193 pointsmilo_im5y ago45 comments

45 comments

So since this sorting algorithm involves a trie, would there another optimization possibility by using a data structure inspired by the MergedTrie?

My first thought would be to split the list of numbers into a prefix and a suffix part and building two tries connected at the leaves[1][2], replacing the trie used in the article. Then we sort both tries using the Kirkpatrick-Reisch method (but in reverse order for the suffix trie so that the final result is sorted correctly), and finally we would have to reconnect the two while walking the tries.

[0] https://journals.plos.org/plosone/article?id=10.1371/journal...

[1] more or less, the MT in the linked paper works a bit differently but also has a different use-case in mind.

[2] Also I have no idea if it make sense to have two depth 2 tries, or if there is another algorithm out there with two depth 1 tries that _kind_ of looks like this algorithm

vanderZwan5y ago

So I tried working this out on paper. The simplest variation I could think of:

- split the numbers into a top and bottom half (from now on: prefix and suffix) (linear time)

- make an unordered suffix trie (linear time). First level has suffixes as, second level has prefixes

- make a (recursively sorted) ordered prefix set, and a (recursively sorted) ordered suffix set

- initiate an ordered prefix trie, but only the first level for now - that is, don't insert suffixes yet (linear time over the ordered prefix set)

- in order of the ordered suffix set, walk over the suffix trie and for each prefix leaf insert the parent suffix into the appropriate prefix bucket in the prefix trie (linear time)
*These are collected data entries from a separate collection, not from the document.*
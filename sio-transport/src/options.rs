//! Transport options and URL construction.

use std::collections::HashMap;

use sio_util::qs::qs_encode;

/// Options shared by every transport: host/port/path plus query and
/// header overrides layered on at open time.
#[derive(Debug, Clone)]
pub struct TransportOptions {
    pub is_secure: bool,
    pub hostname: String,
    pub port: u16,
    pub path: String,
    pub is_timestamp_requests: bool,
    pub timestamp_param: String,
    pub query: Vec<(String, String)>,
    pub extra_headers: HashMap<String, Vec<String>>,
    pub is_trust_all_certs: bool,
}

impl Default for TransportOptions {
    fn default() -> Self {
        Self {
            is_secure: false,
            hostname: "localhost".to_string(),
            port: 0,
            path: "/engine.io/".to_string(),
            is_timestamp_requests: false,
            timestamp_param: "t".to_string(),
            query: Vec::new(),
            extra_headers: HashMap::new(),
            is_trust_all_certs: false,
        }
    }
}

fn base36(mut n: u128) -> String {
    const DIGITS: &[u8] = b"0123456789abcdefghijklmnopqrstuvwxyz";
    if n == 0 {
        return "0".to_string();
    }
    let mut buf = Vec::new();
    while n > 0 {
        buf.push(DIGITS[(n % 36) as usize]);
        n /= 36;
    }
    buf.reverse();
    String::from_utf8(buf).unwrap()
}

impl TransportOptions {
    /// Build `scheme://host[:port]path[?query]`
    ///
    /// `now_ms` supplies the current time in milliseconds for the
    /// optional timestamp query parameter, since this crate does not
    /// call `SystemTime::now()` internally.
    pub fn uri(&self, secure_scheme: &str, insecure_scheme: &str, now_ms: u128) -> String {
        let scheme = if self.is_secure {
            secure_scheme
        } else {
            insecure_scheme
        };

        let host = if self.hostname.contains(':') {
            format!("[{}]", self.hostname)
        } else {
            self.hostname.clone()
        };

        let default_port = if self.is_secure { 443 } else { 80 };
        let port_part = if self.port > 0 && self.port != default_port {
            format!(":{}", self.port)
        } else {
            String::new()
        };

        let mut query = self.query.clone();
        if self.is_timestamp_requests {
            query.push((self.timestamp_param.clone(), base36(now_ms)));
        }

        let query_part = if query.is_empty() {
            String::new()
        } else {
            let pairs: Vec<(&str, &str)> =
                query.iter().map(|(k, v)| (k.as_str(), v.as_str())).collect();
            format!("?{}", qs_encode(&pairs))
        };

        format!("{scheme}://{host}{port_part}{}{query_part}", self.path)
    }

    /// Insert or replace a query parameter, preserving insertion order
    /// of the remaining parameters.
    pub fn set_query_param(&mut self, key: &str, value: &str) {
        if let Some(entry) = self.query.iter_mut().find(|(k, _)| k == key) {
            entry.1 = value.to_string();
        } else {
            self.query.push((key.to_string(), value.to_string()));
        }
    }
}

#[cfg(test)]
mod tests {
    use super::*;

    #[test]
    fn uri_omits_default_port() {
        let opts = TransportOptions {
            is_secure: true,
            hostname: "example.com".into(),
            port: 443,
            path: "/engine.io/".into(),
            ..Default::default()
        };
        assert_eq!(opts.uri("https", "http", 0), "https://example.com/engine.io/");
    }

    #[test]
    fn uri_includes_nondefault_port() {
        let opts = TransportOptions {
            hostname: "example.com".into(),
            port: 8080,
            path: "/engine.io/".into(),
            ..Default::default()
        };
        assert_eq!(opts.uri("https", "http", 0), "http://example.com:8080/engine.io/");
    }

    #[test]
    fn uri_brackets_ipv6_host() {
        let opts = TransportOptions {
            hostname: "::1".into(),
            port: 3000,
            path: "/engine.io/".into(),
            ..Default::default()
        };
        assert_eq!(opts.uri("https", "http", 0), "http://[::1]:3000/engine.io/");
    }

    #[test]
    fn uri_appends_query_and_timestamp() {
        let opts = TransportOptions {
            hostname: "example.com".into(),
            path: "/engine.io/".into(),
            is_timestamp_requests: true,
            timestamp_param: "t".into(),
            query: vec![("EIO".into(), "4".into()), ("transport".into(), "polling".into())],
            ..Default::default()
        };
        let uri = opts.uri("https", "http", 36);
        assert_eq!(uri, "http://example.com/engine.io/?EIO=4&transport=polling&t=10");
    }

    #[test]
    fn set_query_param_replaces_existing_key() {
        let mut opts = TransportOptions::default();
        opts.set_query_param("sid", "one");
        opts.set_query_param("sid", "two");
        assert_eq!(opts.query, vec![("sid".to_string(), "two".to_string())]);
    }
}
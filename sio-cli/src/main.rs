//! Command-line demo client for the Socket.IO library: connect to a
//! namespace, listen for events, or emit one and wait for its ack.

mod commands;
mod logging;

use std::time::Duration;

use clap::{Parser, Subcommand};

#[derive(Parser)]
#[command(
    name = "sio",
    version,
    about = "Socket.IO v4 command-line client",
    long_about = "Connect to a Socket.IO server, listen for named events, or emit one and wait for its ack."
)]
struct Cli {
    /// Server URI, e.g. http://localhost:3000
    uri: String,

    /// Namespace to join.
    #[arg(short, long, default_value = "/")]
    namespace: String,

    /// Enable verbose logging (debug level).
    #[arg(short, long, global = true)]
    verbose: bool,

    /// Skip the rotating log file, console output only.
    #[arg(long, global = true)]
    no_log_file: bool,

    #[command(subcommand)]
    command: Commands,
}

#[derive(Subcommand)]
enum Commands {
    /// Connect and print events as they arrive until ^C.
    Listen {
        /// Event names to subscribe to (repeatable).
        #[arg(short, long = "on")]
        events: Vec<String>,
    },
    /// Connect, emit one event, optionally await its ack, then disconnect.
    Emit {
        /// Event name.
        event: String,
        /// JSON-encoded arguments, one per value.
        #[arg(value_parser = parse_json)]
        args: Vec<serde_json::Value>,
        /// Wait this many milliseconds for an ack reply.
        #[arg(long)]
        ack_timeout_ms: Option<u64>,
    },
}

fn parse_json(raw: &str) -> Result<serde_json::Value, String> {
    serde_json::from_str(raw).map_err(|e| e.to_string())
}

#[tokio::main]
async fn main() -> sio_core::error::SioResult<()> {
    let cli = Cli::parse();

    let log_level = if cli.verbose { "debug" } else { "info" };
    // Held for the rest of `main`: dropping it flushes and closes the
    // non-blocking file writer, so an unbound `_` here would silence
    // file logging after this statement.
    let _log_guard = if cli.no_log_file {
        logging::init_console_logging(log_level);
        None
    } else {
        let log_dir = std::env::temp_dir().join("sio-cli-logs");
        match logging::init_logging(log_level, Some(&log_dir)) {
            Ok(guard) => guard,
            Err(e) => {
                eprintln!("failed to open log file, falling back to console: {e}");
                logging::init_console_logging(log_level);
                None
            }
        }
    };

    match cli.command {
        Commands::Listen { events } => commands::connect::run(&cli.uri, &cli.namespace, &events).await,
        Commands::Emit { event, args, ack_timeout_ms } => {
            let timeout = ack_timeout_ms.map(Duration::from_millis);
            commands::emit::run(&cli.uri, &cli.namespace, &event, args, timeout).await
        }
    }
}
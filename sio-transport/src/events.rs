//! Typed event channels a [`crate::Transport`] exposes:
//! `open`, `close`, `packet`, `drain`, `error`, `requestHeaders`,
//! `responseHeaders`.
//!
//! `sio_util::Emitter<T>` is generic but each of these event names
//! always carries the same payload shape, so rather than stringly
//! dispatch through one `Emitter<EnginePacket>` (forcing every event
//! to share a type) this groups one differently-typed `Emitter` per
//! event name, each still independently snapshot-dispatched and
//! thread-safe.

use std::collections::HashMap;

use sio_codec::EnginePacket;
use sio_util::Emitter;

pub type HeaderMap = HashMap<String, Vec<String>>;

#[derive(Clone, Default)]
pub struct TransportEvents {
    pub open: Emitter<()>,
    pub close: Emitter<String>,
    pub packet: Emitter<EnginePacket>,
    pub drain: Emitter<usize>,
    pub error: Emitter<String>,
    pub request_headers: Emitter<HeaderMap>,
    pub response_headers: Emitter<HeaderMap>,
    /// Polling-only: fires after each GET batch finishes processing,
    /// used by `pause()` to know when it is safe to hand off.
    pub poll_complete: Emitter<()>,
}

impl TransportEvents {
    pub fn new() -> Self {
        Self::default()
    }
}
- now we can walk the prefix trie in order and combine prefix and suffix again (like in the article)

This feels like it should have comparable computational complexity - as far as I can see the only real difference is that it recursively sorts twice as often (once for the prefix set and once for the suffix set). Either way it still seems to have horrible memory overhead, requiring a trie for each level of recursion and all that.

Then I realized that if we are at the base case where prefix/suffix can be sorted with a counting sort, then the above can actually be simplified to LSB radix sort where we sort the suffixes into a temporary secondary array, and the prefixes from the secondary array into the original array (I think we can safely say that using a plain array of n elements has both lower memory overhead and better computational performance than a trie with n leaves). But... couldn't I then optimize the entire recursion into an LSB radix sort? Which would imply it must have... worse time complexity than Kirkpatrick-Reisch sorting? Wait what? Where did I go wrong then?

olliej5y ago

I suspect memory indirection would clobber the theoretical perf, but I'd be happy to be proved wrong.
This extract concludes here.